Only 5 to 10 percent of cards whose data is exposed in a breach end up getting used in fraudulent transactions, a Fiserv executive says in “Walk to the Elevator,” a new interview series from PYMNTS. Becoming more precise with fraud detection can help prevent issuers from wasting money in the reissuance process.
It’s become a familiar ritual as data breaches continue to increase: An issuer detects real or potential fraud, notifies customers and prepares to eat the expense of reissuing cards, a process that can put activation and spend rates at risk.
Earlier fraud detection and a more precise way of scoring the risks to individual cards, however, are producing benefits for financial institutions.
A Fiserv fraud warning system has led to a “10 percent reduction in fraud” for clients, Patrick Davie, VP of risk solutions for card services, recently told Karen Webster in PYMNTS’ “Walk to the Elevator” podcast. “We’re experiencing some nice ROI for clients,” he said, emphasizing that earlier detection of fraud attempts can help reduce the scope and costs of such breaches.
Fiserv is hardly the first financial services technology company to realize that, he acknowledged. But Fiserv’s fraud detection technology employs “advanced analytics and different types of tools to get a wider array of breach locations,” including at ATMs, Davie said.
Analyzing more data points across a “wider footprint” results in another benefit for issuers, he noted — speed of notification. The fraud detection technology enables Fiserv to identify compromised cards from breached locations much faster than the networks, sometimes 30 to 60 days faster. The Fiserv offering debuts at a time when the number of U.S. data breaches involving payments cards are increasing 6 percent year over year, according to a 2017 analysis by the Identity Theft Resource Center.
Those types of thefts accounted for nearly 20 percent of all breaches recorded last year, the group said. In total, the number of U.S. data breaches increased 44.7 percent year over year in 2017, with 1,579 instances counted by the resource center — a record high. The banking, credit and financial sector stands behind only the business sector and the medical and healthcare industry when it comes to the main victims of breaches.
It’s not just the number of breaches that keeps growing, but also the quantum of data accessed by criminals. For instance, the “actual number of records” involved in credit and debit card data breaches increased 88 percent year over year in 2017, according to the Identity Theft Resource Center.
Detecting fraud is only one step of the process that can lead to the issuance of new cards. The Fiserv fraud detection technology gives issuers the power to be more precise when determining which cards might need to be reissued in the wake of a compromise and which cards can stay in customers’ purses and wallets.
Only 5 to 10 percent of cards whose data is exposed in a breach end up getting used in fraudulent transactions, Davie told Webster. Giving issuers more intelligence about those breaches and exposed data enables them to set specific rules for the reissuance of individual cards and potentially save money.
Those rules rate the likelihood of fraud on an individual card, and the card score triggers specific actions.
For instance, data from a specific card may have been exposed in a breach, but because the intelligence received through the Fiserv fraud detection technology shows that the risk of fraudulent use is relatively low, the issuer might decide not to reissue that particular card.

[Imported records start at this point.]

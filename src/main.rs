use std::io::IsTerminal;
use std::path::Path;

use clap::Parser;
use rand::SeedableRng;
use rand::rngs::StdRng;

use seasonal_diet_rs::catalog::{FoodCatalog, load_catalog, load_requirements, save_plan};
use seasonal_diet_rs::cli::{Cli, Command};
use seasonal_diet_rs::error::{DietError, Result};
use seasonal_diet_rs::interface::{
    display_food_list, display_plan, prompt_season, prompt_yes_no, resolve_food_name,
};
use seasonal_diet_rs::logging::init_tracing;
use seasonal_diet_rs::models::Season;
use seasonal_diet_rs::optimizer::{SearchConfig, solve_with_config};

/// Default path offered when saving a plan interactively.
const DEFAULT_PLAN_PATH: &str = "plan.json";

fn main() {
    if let Err(e) = run() {
        eprintln!("Error: {}", e);
        std::process::exit(1);
    }
}

fn run() -> Result<()> {
    let cli = Cli::parse();
    init_tracing(cli.verbose);

    let command = cli.command.unwrap_or_default();

    match command {
        Command::Plan {
            season,
            seed,
            exclude,
            iterations,
            output,
        } => cmd_plan(
            &cli.catalog,
            &cli.requirements,
            PlanArgs {
                season,
                seed,
                exclude,
                iterations,
                output,
            },
        ),
        Command::Foods { season } => cmd_foods(&cli.catalog, season),
    }
}

struct PlanArgs {
    season: Option<Season>,
    seed: Option<u64>,
    exclude: Vec<String>,
    iterations: Option<usize>,
    output: Option<String>,
}

fn open_catalog(catalog_path: &str) -> Result<Option<FoodCatalog>> {
    let path = Path::new(catalog_path);

    if !path.exists() {
        eprintln!("Food catalog not found: {}", catalog_path);
        eprintln!("Pass --catalog or place foods.json in the current directory.");
        return Ok(None);
    }

    let catalog = load_catalog(path)?;
    println!("Loaded {} foods", catalog.len());
    Ok(Some(catalog))
}

/// Resolve exclusions against the catalog and drop them.
fn apply_exclusions(catalog: FoodCatalog, names: &[String]) -> Result<FoodCatalog> {
    if names.is_empty() {
        return Ok(catalog);
    }

    let mut resolved = Vec::new();
    for name in names {
        match resolve_food_name(&catalog, name) {
            Ok(Some(food)) => resolved.push(food),
            Ok(None) => println!("Keeping all foods matching '{}'", name),
            Err(DietError::FoodNotFound(n)) => println!("No matching food found for '{}'", n),
            Err(e) => return Err(e),
        }
    }

    if !resolved.is_empty() {
        println!("Excluding: {}", resolved.join(", "));
    }
    Ok(catalog.without(&resolved))
}

/// Solve and display a daily plan.
fn cmd_plan(catalog_path: &str, requirements_path: &str, args: PlanArgs) -> Result<()> {
    let Some(catalog) = open_catalog(catalog_path)? else {
        return Ok(());
    };
    let requirements = load_requirements(requirements_path)?;
    println!("Loaded {} nutrient targets", requirements.len());

    let season = match args.season {
        Some(s) => s,
        None => prompt_season()?,
    };

    let catalog = apply_exclusions(catalog, &args.exclude)?;

    let in_season = catalog.in_season(season).len();
    if in_season == 0 {
        return Err(DietError::NoFoodsInSeason(season.to_string()));
    }
    println!("{} foods available in {}", in_season, season);

    let mut config = SearchConfig::default();
    if let Some(iterations) = args.iterations {
        config.iterations = iterations;
    }

    let mut rng = match args.seed {
        Some(seed) => StdRng::seed_from_u64(seed),
        None => StdRng::from_entropy(),
    };

    println!("Optimizing portions ({})...", config.display());
    let plan = solve_with_config(&catalog, season, &requirements, &config, &mut rng);

    display_plan(&plan);

    if plan.is_empty() {
        return Ok(());
    }

    match args.output {
        Some(path) => {
            save_plan(&path, &plan)?;
            println!("Plan saved to {}.", path);
        }
        None if std::io::stdin().is_terminal() => {
            let save = prompt_yes_no(&format!("Save plan to {}?", DEFAULT_PLAN_PATH), false)?;
            if save {
                save_plan(DEFAULT_PLAN_PATH, &plan)?;
                println!("Plan saved to {}.", DEFAULT_PLAN_PATH);
            }
        }
        None => {}
    }

    Ok(())
}

/// List foods in the catalog.
fn cmd_foods(catalog_path: &str, season: Option<Season>) -> Result<()> {
    let Some(catalog) = open_catalog(catalog_path)? else {
        return Ok(());
    };

    match season {
        Some(s) => display_food_list(&catalog.in_season(s), &format!("Foods in {}", s)),
        None => display_food_list(catalog.foods(), "All foods"),
    }

    Ok(())
}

Those card scores will help issuers figure out when it makes financial sense to reissue cards or change their risk mitigation strategy.
Issuers that are careful about reissuance could not only save those direct reissuance costs, but also reduce the odds of longer-term losses, Davie said. “When there is fraud on someone’s card, the cardholder might be a bit leery of using it. The consumer might pull out a different card,” he told Webster. “And if (that card) is reissued a few times, you may have to worry about activation rates.”

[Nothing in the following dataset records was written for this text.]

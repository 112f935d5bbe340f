use std::collections::HashMap;
use std::fs;
use std::path::Path;

use crate::catalog::FoodCatalog;
use crate::error::{DietError, Result};
use crate::models::{DailyDietPlan, FoodItem, Nutrient, RequirementMap};

/// Load the food catalog from a JSON array of food records.
pub fn load_catalog<P: AsRef<Path>>(path: P) -> Result<FoodCatalog> {
    let content = fs::read_to_string(path)?;
    let foods: Vec<FoodItem> = serde_json::from_str(&content)?;
    Ok(FoodCatalog::new(foods))
}

/// Parse a requirement object keyed by nutrient identifier.
pub fn parse_requirements(json: &str) -> Result<RequirementMap> {
    let raw: HashMap<String, f64> = serde_json::from_str(json)?;

    let mut requirements = RequirementMap::new();
    for (key, value) in raw {
        let nutrient: Nutrient = key.parse()?;
        if !value.is_finite() || value < 0.0 {
            return Err(DietError::InvalidInput(format!(
                "requirement for {} must be a non-negative number, got {}",
                nutrient, value
            )));
        }
        if requirements.insert(nutrient, value).is_some() {
            return Err(DietError::InvalidInput(format!(
                "requirement for {} given more than once",
                nutrient
            )));
        }
    }

    Ok(requirements)
}

/// Load daily requirements from a JSON file.
pub fn load_requirements<P: AsRef<Path>>(path: P) -> Result<RequirementMap> {
    let content = fs::read_to_string(path)?;
    parse_requirements(&content)
}

/// Save a solved plan as pretty-printed JSON.
pub fn save_plan<P: AsRef<Path>>(path: P, plan: &DailyDietPlan) -> Result<()> {
    let json = serde_json::to_string_pretty(plan)?;
    fs::write(path, json)?;
    Ok(())
}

In fact, any type of hurdle placed before cardholders — whether real or perceived — can increase the risk that consumers will lose trust in a particular payment card, according to Fiserv data. For instance, many consumers whose cards are denied due to suspected fraud that turns out to be false end up abandoning those cards. Fiserv research suggests that two or more false declines can result in 20 percent of consumers not using the cards in question.
Davie said the Fiserv fraud detection technology, with its emphasis on a wider range of intelligence speedily delivered to clients, can make it easier for issuers to better protect what is most important to their bottom lines: the cardholder.
“The customer is the most important asset,” Davie said.